All of the data below is to be written out again exactly.

..............................

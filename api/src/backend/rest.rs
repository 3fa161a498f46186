use async_trait::async_trait;
use reqwest::{Client, RequestBuilder, Response, header};
use serde::de::DeserializeOwned;
use std::time::Duration;
use tracing::debug;
use uuid::Uuid;

use super::{
    AnswerRow, Backend, BackendError, Bucket, InteractionRow, NewAnswerRow, NewPostRow,
    ObjectUpload, PostFilter, PostPatch, PostRow, Procedure, ProfilePatch, ProfileRow,
    UserAnswerRow,
};

const POST_SELECT: &str = "*,answers(*)";
const USER_ANSWER_SELECT: &str =
    "id,content,likes,dislikes,created_at,post_id,posts!answers_post_id_fkey(id,title)";
const RETURN_REPRESENTATION: &str = "return=representation";

/// Client for the hosted backend's table, RPC and storage endpoints.
///
/// Requests are made with the service key; ownership checks happen in the handlers.
pub struct RestBackend {
    http: Client,
    base_url: String,
    service_key: String,
}

impl RestBackend {
    pub fn new(
        base_url: impl Into<String>,
        service_key: impl Into<String>,
        timeout: Duration,
    ) -> Result<Self, BackendError> {
        let http = Client::builder().timeout(timeout).build()?;

        Ok(Self {
            http,
            base_url: base_url.into().trim_end_matches('/').to_string(),
            service_key: service_key.into(),
        })
    }

    fn table(&self, table: &str) -> String {
        format!("{}/rest/v1/{}", self.base_url, table)
    }

    fn authorized(&self, req: RequestBuilder) -> RequestBuilder {
        req.header("apikey", &self.service_key)
            .bearer_auth(&self.service_key)
    }

    async fn send(&self, req: RequestBuilder) -> Result<Response, BackendError> {
        let resp = self.authorized(req).send().await?;

        if !resp.status().is_success() {
            let status = resp.status().as_u16();
            let message = resp.text().await.unwrap_or_default();
            return Err(BackendError::Status { status, message });
        }

        Ok(resp)
    }

    async fn fetch<T: DeserializeOwned>(&self, req: RequestBuilder) -> Result<T, BackendError> {
        self.send(req)
            .await?
            .json()
            .await
            .map_err(|e| BackendError::Decode(e.to_string()))
    }

    async fn fetch_one<T: DeserializeOwned>(
        &self,
        req: RequestBuilder,
        what: &'static str,
    ) -> Result<T, BackendError> {
        let rows: Vec<T> = self.fetch(req).await?;
        rows.into_iter().next().ok_or(BackendError::Missing(what))
    }
}

fn eq(id: Uuid) -> String {
    format!("eq.{id}")
}

fn in_list(ids: &[Uuid]) -> String {
    let joined = ids
        .iter()
        .map(Uuid::to_string)
        .collect::<Vec<_>>()
        .join(",");
    format!("in.({joined})")
}

#[async_trait]
impl Backend for RestBackend {
    async fn list_posts(&self, filter: PostFilter) -> Result<Vec<PostRow>, BackendError> {
        let mut req = self.http.get(self.table("posts")).query(&[
            ("select", POST_SELECT),
            ("order", "created_at.desc"),
            ("answers.order", "created_at.asc"),
        ]);

        if let Some(user_id) = filter.user_id {
            req = req.query(&[("user_id", eq(user_id))]);
        }

        self.fetch(req).await
    }

    async fn get_post(&self, id: Uuid) -> Result<Option<PostRow>, BackendError> {
        let req = self
            .http
            .get(self.table("posts"))
            .query(&[("select", POST_SELECT), ("answers.order", "created_at.asc")])
            .query(&[("id", eq(id))]);

        let rows: Vec<PostRow> = self.fetch(req).await?;
        Ok(rows.into_iter().next())
    }

    async fn insert_post(&self, post: NewPostRow) -> Result<PostRow, BackendError> {
        let req = self
            .http
            .post(self.table("posts"))
            .header("Prefer", RETURN_REPRESENTATION)
            .json(&post);

        self.fetch_one(req, "post").await
    }

    async fn update_post(&self, id: Uuid, patch: PostPatch) -> Result<PostRow, BackendError> {
        let req = self
            .http
            .patch(self.table("posts"))
            .query(&[("id", eq(id))])
            .header("Prefer", RETURN_REPRESENTATION)
            .json(&patch);

        self.fetch_one(req, "post").await
    }

    async fn delete_post(&self, id: Uuid) -> Result<(), BackendError> {
        let req = self.http.delete(self.table("posts")).query(&[("id", eq(id))]);
        self.send(req).await?;
        Ok(())
    }

    async fn get_answer(&self, id: Uuid) -> Result<Option<AnswerRow>, BackendError> {
        let req = self
            .http
            .get(self.table("answers"))
            .query(&[("select", "*".to_string()), ("id", eq(id))]);

        let rows: Vec<AnswerRow> = self.fetch(req).await?;
        Ok(rows.into_iter().next())
    }

    async fn insert_answer(&self, answer: NewAnswerRow) -> Result<AnswerRow, BackendError> {
        let req = self
            .http
            .post(self.table("answers"))
            .header("Prefer", RETURN_REPRESENTATION)
            .json(&answer);

        // The answers.post_id foreign key rejects unknown posts with a conflict.
        match self.fetch_one(req, "answer").await {
            Err(BackendError::Status { status: 409, .. }) => Err(BackendError::Missing("post")),
            result => result,
        }
    }

    async fn list_user_answers(&self, user_id: Uuid) -> Result<Vec<UserAnswerRow>, BackendError> {
        let req = self.http.get(self.table("answers")).query(&[
            ("select", USER_ANSWER_SELECT.to_string()),
            ("user_id", eq(user_id)),
            ("order", "created_at.desc".to_string()),
        ]);

        self.fetch(req).await
    }

    async fn get_profiles(&self, user_ids: &[Uuid]) -> Result<Vec<ProfileRow>, BackendError> {
        if user_ids.is_empty() {
            return Ok(Vec::new());
        }

        let req = self.http.get(self.table("profiles")).query(&[
            ("select", "user_id,display_name,avatar_url".to_string()),
            ("user_id", in_list(user_ids)),
        ]);

        self.fetch(req).await
    }

    async fn update_profile(
        &self,
        user_id: Uuid,
        patch: ProfilePatch,
    ) -> Result<(), BackendError> {
        let req = self
            .http
            .patch(self.table("profiles"))
            .query(&[("user_id", eq(user_id))])
            .json(&patch);

        self.send(req).await?;
        Ok(())
    }

    async fn list_interactions(
        &self,
        user_id: Uuid,
        post_ids: &[Uuid],
    ) -> Result<Vec<InteractionRow>, BackendError> {
        if post_ids.is_empty() {
            return Ok(Vec::new());
        }

        let req = self.http.get(self.table("user_interactions")).query(&[
            ("select", "post_id,interaction_type".to_string()),
            ("user_id", eq(user_id)),
            ("post_id", in_list(post_ids)),
        ]);

        self.fetch(req).await
    }

    async fn call(
        &self,
        procedure: Procedure,
        target: Uuid,
        user_id: Uuid,
    ) -> Result<(), BackendError> {
        let url = format!("{}/rest/v1/rpc/{}", self.base_url, procedure.name());
        let mut args = serde_json::Map::new();
        args.insert(procedure.target_param().into(), target.to_string().into());
        args.insert("user_id".into(), user_id.to_string().into());

        debug!("rpc {} target={} user={}", procedure.name(), target, user_id);

        self.send(self.http.post(url).json(&args)).await?;
        Ok(())
    }

    async fn upload(
        &self,
        bucket: Bucket,
        path: &str,
        object: ObjectUpload,
    ) -> Result<(), BackendError> {
        let url = format!("{}/storage/v1/object/{}/{}", self.base_url, bucket, path);
        let req = self
            .http
            .post(url)
            .header(header::CONTENT_TYPE, object.content_type)
            .header("x-upsert", object.upsert.to_string())
            .body(object.bytes);

        self.send(req).await?;
        Ok(())
    }

    fn public_url(&self, bucket: Bucket, path: &str) -> String {
        format!(
            "{}/storage/v1/object/public/{}/{}",
            self.base_url, bucket, path
        )
    }
}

..............................

▸ **ANSWER BELOW**:
filename api/src/backend/rest.rs
repository 3fa161a498f46186
use async_trait::async_trait;
use reqwest::{Client, RequestBuilder, Response, header};
use serde::de::DeserializeOwned;
use std::time::Duration;
use tracing::debug;
use uuid::Uuid;

use super::{
    AnswerRow, Backend, BackendError, Bucket, InteractionRow, NewAnswerRow, NewPostRow,
    ObjectUpload, PostFilter, PostPatch, PostRow, Procedure, ProfilePatch, ProfileRow,
    UserAnswerRow,
};

const POST_SELECT: &str = "*,answers(*)";
const USER_ANSWER_SELECT: &str =
    "id,content,likes,dislikes,created_at,post_id,posts!answers_post_id_fkey(id,title)";
const RETURN_REPRESENTATION: &str = "return=representation";

/// Client for the hosted backend's table, RPC and storage endpoints.
///
/// Requests are made with the service key; ownership checks happen in the handlers.
pub struct RestBackend {
    http: Client,
    base_url: String,
    service_key: String,
}

impl RestBackend {
    pub fn new(
        base_url: impl Into<String>,
        service_key: impl Into<String>,
        timeout: Duration,
    ) -> Result<Self, BackendError> {
        let http = Client::builder().timeout(timeout).build()?;

        Ok(Self {
            http,
            base_url: base_url.into().trim_end_matches('/').to_string(),
            service_key: service_key.into(),
        })
    }

    fn table(&self, table: &str) -> String {
        format!("{}/rest/v1/{}", self.base_url, table)
    }

    fn authorized(&self, req: RequestBuilder) -> RequestBuilder {
        req.header("apikey", &self.service_key)
            .bearer_auth(&self.service_key)
    }

    async fn send(&self, req: RequestBuilder) -> Result<Response, BackendError> {
        let resp = self.authorized(req).send().await?;

        if !resp.status().is_success() {
            let status = resp.status().as_u16();
            let message = resp.text().await.unwrap_or_default();
            return Err(BackendError::Status { status, message });
        }

        Ok(resp)
    }

    async fn fetch<T: DeserializeOwned>(&self, req: RequestBuilder) -> Result<T, BackendError> {
        self.send(req)
            .await?
            .json()
            .await
            .map_err(|e| BackendError::Decode(e.to_string()))
    }

    async fn fetch_one<T: DeserializeOwned>(
        &self,
        req: RequestBuilder,
        what: &'static str,
    ) -> Result<T, BackendError> {
        let rows: Vec<T> = self.fetch(req).await?;
        rows.into_iter().next().ok_or(BackendError::Missing(what))
    }
}

fn eq(id: Uuid) -> String {
    format!("eq.{id}")
}

fn in_list(ids: &[Uuid]) -> String {
    let joined = ids
        .iter()
        .map(Uuid::to_string)
        .collect::<Vec<_>>()
        .join(",");
    format!("in.({joined})")
}

#[async_trait]
impl Backend for RestBackend {
    async fn list_posts(&self, filter: PostFilter) -> Result<Vec<PostRow>, BackendError> {
        let mut req = self.http.get(self.table("posts")).query(&[
            ("select", POST_SELECT),
            ("order", "created_at.desc"),
            ("answers.order", "created_at.asc"),
        ]);

        if let Some(user_id) = filter.user_id {
            req = req.query(&[("user_id", eq(user_id))]);
        }

        self.fetch(req).await
    }

    async fn get_post(&self, id: Uuid) -> Result<Option<PostRow>, BackendError> {
        let req = self
            .http
            .get(self.table("posts"))
            .query(&[("select", POST_SELECT), ("answers.order", "created_at.asc")])
            .query(&[("id", eq(id))]);

        let rows: Vec<PostRow> = self.fetch(req).await?;
        Ok(rows.into_iter().next())
    }

    async fn insert_post(&self, post: NewPostRow) -> Result<PostRow, BackendError> {
        let req = self
            .http
            .post(self.table("posts"))
            .header("Prefer", RETURN_REPRESENTATION)
            .json(&post);

        self.fetch_one(req, "post").await
    }

    async fn update_post(&self, id: Uuid, patch: PostPatch) -> Result<PostRow, BackendError> {
        let req = self
            .http
            .patch(self.table("posts"))
            .query(&[("id", eq(id))])
            .header("Prefer", RETURN_REPRESENTATION)
            .json(&patch);

        self.fetch_one(req, "post").await
    }

    async fn delete_post(&self, id: Uuid) -> Result<(), BackendError> {
        let req = self.http.delete(self.table("posts")).query(&[("id", eq(id))]);
        self.send(req).await?;
        Ok(())
    }

    async fn get_answer(&self, id: Uuid) -> Result<Option<AnswerRow>, BackendError> {
        let req = self
            .http
            .get(self.table("answers"))
            .query(&[("select", "*".to_string()), ("id", eq(id))]);

        let rows: Vec<AnswerRow> = self.fetch(req).await?;
        Ok(rows.into_iter().next())
    }

    async fn insert_answer(&self, answer: NewAnswerRow) -> Result<AnswerRow, BackendError> {
        let req = self
            .http
            .post(self.table("answers"))
            .header("Prefer", RETURN_REPRESENTATION)
            .json(&answer);

        // The answers.post_id foreign key rejects unknown posts with a conflict.
        match self.fetch_one(req, "answer").await {
            Err(BackendError::Status { status: 409, .. }) => Err(BackendError::Missing("post")),
            result => result,
        }
    }

    async fn list_user_answers(&self, user_id: Uuid) -> Result<Vec<UserAnswerRow>, BackendError> {
        let req = self.http.get(self.table("answers")).query(&[
            ("select", USER_ANSWER_SELECT.to_string()),
            ("user_id", eq(user_id)),
            ("order", "created_at.desc".to_string()),
        ]);

        self.fetch(req).await
    }

    async fn get_profiles(&self, user_ids: &[Uuid]) -> Result<Vec<ProfileRow>, BackendError> {
        if user_ids.is_empty() {
            return Ok(Vec::new());
        }

        let req = self.http.get(self.table("profiles")).query(&[
            ("select", "user_id,display_name,avatar_url".to_string()),
            ("user_id", in_list(user_ids)),
        ]);

        self.fetch(req).await
    }

    async fn update_profile(
        &self,
        user_id: Uuid,
        patch: ProfilePatch,
    ) -> Result<(), BackendError> {
        let req = self
            .http
            .patch(self.table("profiles"))
            .query(&[("user_id", eq(user_id))])
            .json(&patch);

        self.send(req).await?;
        Ok(())
    }

    async fn list_interactions(
        &self,
        user_id: Uuid,
        post_ids: &[Uuid],
    ) -> Result<Vec<InteractionRow>, BackendError> {
        if post_ids.is_empty() {
            return Ok(Vec::new());
        }

        let req = self.http.get(self.table("user_interactions")).query(&[
            ("select", "post_id,interaction_type".to_string()),
            ("user_id", eq(user_id)),
            ("post_id", in_list(post_ids)),
        ]);

        self.fetch(req).await
    }

    async fn call(
        &self,
        procedure: Procedure,
        target: Uuid,
        user_id: Uuid,
    ) -> Result<(), BackendError> {
        let url = format!("{}/rest/v1/rpc/{}", self.base_url, procedure.name());
        let mut args = serde_json::Map::new();
        args.insert(procedure.target_param().into(), target.to_string().into());
        args.insert("user_id".into(), user_id.to_string().into());

        debug!("rpc {} target={} user={}", procedure.name(), target, user_id);

        self.send(self.http.post(url).json(&args)).await?;
        Ok(())
    }

    async fn upload(
        &self,
        bucket: Bucket,
        path: &str,
        object: ObjectUpload,
    ) -> Result<(), BackendError> {
        let url = format!("{}/storage/v1/object/{}/{}", self.base_url, bucket, path);
        let req = self
            .http
            .post(url)
            .header(header::CONTENT_TYPE, object.content_type)
            .header("x-upsert", object.upsert.to_string())
            .body(object.bytes);

        self.send(req).await?;
        Ok(())
    }

    fn public_url(&self, bucket: Bucket, path: &str) -> String {
        format!(
            "{}/storage/v1/object/public/{}/{}",
            self.base_url, bucket, path
        )
    }
}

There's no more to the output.